HITL 方法从根本上围绕人工智能与人类智能之间的协同理念展开。HITL 不是将 AI 视为人类工作者的替代品,而是将 AI 定位为增强和提升人类能力的工具。这种增强可以采取多种形式,从自动化常规任务到提供数据驱动的见解来为人类决策提供信息。最终目标是创建一个协作生态系统,让人类和 AI 智能体都能利用各自的独特优势,实现任何一方都无法单独完成的成果。

In practice, HITL can be implemented in diverse ways. One common approach involves humans acting as validators or reviewers, examining AI outputs to ensure accuracy and identify potential errors. Another implementation involves humans actively guiding AI behavior, providing feedback or making corrections in real-time. In more complex setups, humans may collaborate with AI as partners, jointly solving problems or making decisions through interactive dialog or shared interfaces. Regardless of the specific implementation, the HITL pattern underscores the importance of maintaining human control and oversight, ensuring that AI systems remain aligned with human ethics, values, goals, and societal expectations.

在实践中,HITL 可以通过多种方式实施。一种常见的方法是让人类充当验证者或审查者,检查 AI 输出以确保准确性并识别潜在错误。另一种实施方式是让人类主动引导 AI 行为,实时提供反馈或进行纠正。在更复杂的设置中,人类可能与 AI 作为合作伙伴协作,通过交互式对话或共享界面共同解决问题或做出决策。无论具体实施方式如何,HITL 模式都强调保持人类控制和监督的重要性,确保 AI 系统始终与人类道德、价值观、目标和社会期望保持一致。

Human-in-the-Loop Pattern Overview

人机协同模式概述

The Human-in-the-Loop (HITL) pattern integrates artificial intelligence with human input to enhance Agent capabilities. This approach acknowledges that optimal AI performance frequently requires a combination of automated processing and human insight, especially in scenarios with high complexity or ethical considerations. Rather than replacing human input, HITL aims to augment human abilities by ensuring that critical judgments and decisions are informed by human understanding.

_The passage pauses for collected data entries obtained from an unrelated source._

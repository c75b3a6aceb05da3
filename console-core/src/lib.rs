//! Console Core - Network-independent logic for the hourglass device console
//!
//! This crate contains the status and firmware upload rules that can be
//! tested on the host without a device or an HTTP stack.

pub mod error;
pub mod status;
pub mod upload;

pub use error::{StatusError, UploadError, ValidationFailure};
pub use status::{
    ChargingState, StatusDocument, StatusReport, StatusView, VoltageLine, LOW_BATTERY_CENTIVOLTS,
    UNKNOWN,
};
pub use upload::{
    classify_response, validate_upload, OtaResponse, UploadOutcome, MAX_FIRMWARE_SIZE,
    MAX_FIRMWARE_SIZE_STR,
};
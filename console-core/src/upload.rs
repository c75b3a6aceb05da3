/// Firmware upload rules
/// Validation runs before anything is sent; outcome mapping turns the
/// device's reply into something the user can read.
use serde::{Deserialize, Serialize};

use crate::error::{UploadError, ValidationFailure};

/// Largest image the device's OTA handler accepts. Keep in sync with firmware.
pub const MAX_FIRMWARE_SIZE: u64 = 2 * 1024 * 1024;
pub const MAX_FIRMWARE_SIZE_STR: &str = "2MB";

/// Check an upload request. First failing rule wins:
/// battery, then selection, then size.
pub fn validate_upload(battery_low: bool, file_size: Option<u64>) -> Result<(), ValidationFailure> {
    if battery_low {
        return Err(ValidationFailure::BatteryLow);
    }
    let size = file_size.ok_or(ValidationFailure::NoFileSelected)?;
    if size > MAX_FIRMWARE_SIZE {
        return Err(ValidationFailure::FileTooLarge { size });
    }
    Ok(())
}

#[derive(Debug, Clone, PartialEq, Eq)]
pub enum UploadOutcome {
    /// Device accepted the image and is about to restart
    Success { message: Option<String> },
    Failure(UploadError),
}

impl UploadOutcome {
    pub fn is_success(&self) -> bool {
        matches!(self, UploadOutcome::Success { .. })
    }

    pub fn error(&self) -> Option<&UploadError> {
        match self {
            UploadOutcome::Failure(err) => Some(err),
            UploadOutcome::Success { .. } => None,
        }
    }
}

impl From<UploadError> for UploadOutcome {
    fn from(err: UploadError) -> Self {
        UploadOutcome::Failure(err)
    }
}

impl From<ValidationFailure> for UploadOutcome {
    fn from(failure: ValidationFailure) -> Self {
        UploadOutcome::Failure(failure.into())
    }
}

/// JSON body the device sends back from `POST /ota`
#[derive(Debug, Clone, PartialEq, Eq, Serialize, Deserialize)]
pub struct OtaResponse {
    pub error: bool,
    pub message: String,
}

impl OtaResponse {
    pub fn parse(body: &[u8]) -> Option<Self> {
        serde_json::from_slice(body).ok()
    }
}

/// Map an HTTP reply from the OTA endpoint to an outcome.
///
/// Any 2xx is a success. Otherwise the device's own message is surfaced
/// as-is; it is the same text the device puts in its status line.
pub fn classify_response(status: u16, canonical_reason: Option<&str>, body: &[u8]) -> UploadOutcome {
    let device_message = OtaResponse::parse(body)
        .map(|resp| resp.message)
        .filter(|message| !message.is_empty());

    if (200..300).contains(&status) {
        return UploadOutcome::Success {
            message: device_message,
        };
    }

    let reason = device_message
        .or_else(|| canonical_reason.map(str::to_string))
        .unwrap_or_else(|| format!("HTTP {}", status));

    UploadError::Rejected { status, reason }.into()
}
use std::fs;
use std::io;
use std::path::{Path, PathBuf};

use console_core::StatusView;

use crate::presenter::Panel;

/// A firmware image picked by the user. Only its size is known up front;
/// the bytes are read when the upload starts.
#[derive(Debug, Clone, PartialEq, Eq)]
pub struct FirmwareFile {
    path: PathBuf,
    size: u64,
}

impl FirmwareFile {
    pub fn open(path: impl AsRef<Path>) -> io::Result<Self> {
        let path = path.as_ref();
        let metadata = fs::metadata(path)?;
        if !metadata.is_file() {
            return Err(io::Error::new(
                io::ErrorKind::InvalidInput,
                format!("{} is not a file", path.display()),
            ));
        }
        Ok(Self {
            path: path.to_path_buf(),
            size: metadata.len(),
        })
    }

    pub fn path(&self) -> &Path {
        &self.path
    }

    pub fn size(&self) -> u64 {
        self.size
    }

    pub fn read(&self) -> io::Result<Vec<u8>> {
        fs::read(&self.path)
    }
}

/// Per-session state shared between the status and upload workflows.
///
/// `battery_low` is written by every status refresh and read when the update
/// panel opens and when an upload starts.
#[derive(Debug, Clone, Default)]
pub struct SessionState {
    pub battery_low: bool,
    pub selected: Option<FirmwareFile>,
    pub panel: Panel,
    pub last_status: StatusView,
}

#[cfg(test)]
mod tests {
    use super::*;
    use std::io::Write;

    #[test]
    fn test_firmware_file_size_and_read() {
        let mut file = tempfile::NamedTempFile::new().unwrap();
        file.write_all(&[0xE9; 1024]).unwrap();

        let firmware = FirmwareFile::open(file.path()).unwrap();
        assert_eq!(firmware.size(), 1024);
        assert_eq!(firmware.read().unwrap().len(), 1024);
        assert_eq!(firmware.path(), file.path());
    }

    #[test]
    fn test_firmware_file_rejects_missing_and_directories() {
        let dir = tempfile::tempdir().unwrap();
        assert!(FirmwareFile::open(dir.path()).is_err());
        assert_eq!(
            FirmwareFile::open(dir.path().join("missing.bin")).unwrap_err().kind(),
            io::ErrorKind::NotFound
        );
    }

    #[test]
    fn test_initial_state() {
        let state = SessionState::default();
        assert!(!state.battery_low);
        assert!(state.selected.is_none());
        assert_eq!(state.panel, Panel::Main);
        assert!(state.last_status.degraded);
    }
}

人机协同(HITL)模式将人工智能与人类输入相结合,以增强智能体能力。这种方法承认,最佳的 AI 性能通常需要自动化处理和人类洞察的结合,特别是在高度复杂或涉及道德考量的场景中。HITL 的目标不是取代人类输入,而是通过确保关键判断和决策基于人类理解来增强人类能力。

HITL encompasses several key aspects: Human Oversight, which involves monitoring AI agent performance and output (e.g., via log reviews or real-time dashboards) to ensure adherence to guidelines and prevent undesirable outcomes. Intervention and Correction occurs when an AI agent encounters errors or ambiguous scenarios and may request human intervention; human operators can rectify errors, supply missing data, or guide the agent, which also informs future agent improvements. Human Feedback for Learning is collected and used to refine AI models, prominently in methodologies like reinforcement learning with human feedback, where human preferences directly influence the agent’s learning trajectory. Decision Augmentation is where an AI agent provides analyses and recommendations to a human, who then makes the final decision, enhancing human decision-making through AI-generated insights rather than full autonomy. Human-Agent Collaboration is a cooperative interaction where humans and AI agents contribute their respective strengths; routine data processing may be handled by the agent, while creative problem-solving or complex negotiations are managed by the human. Finally, Escalation Policies are established protocols that dictate when and how an agent should escalate tasks to human operators, preventing errors in situations beyond the agent’s capability.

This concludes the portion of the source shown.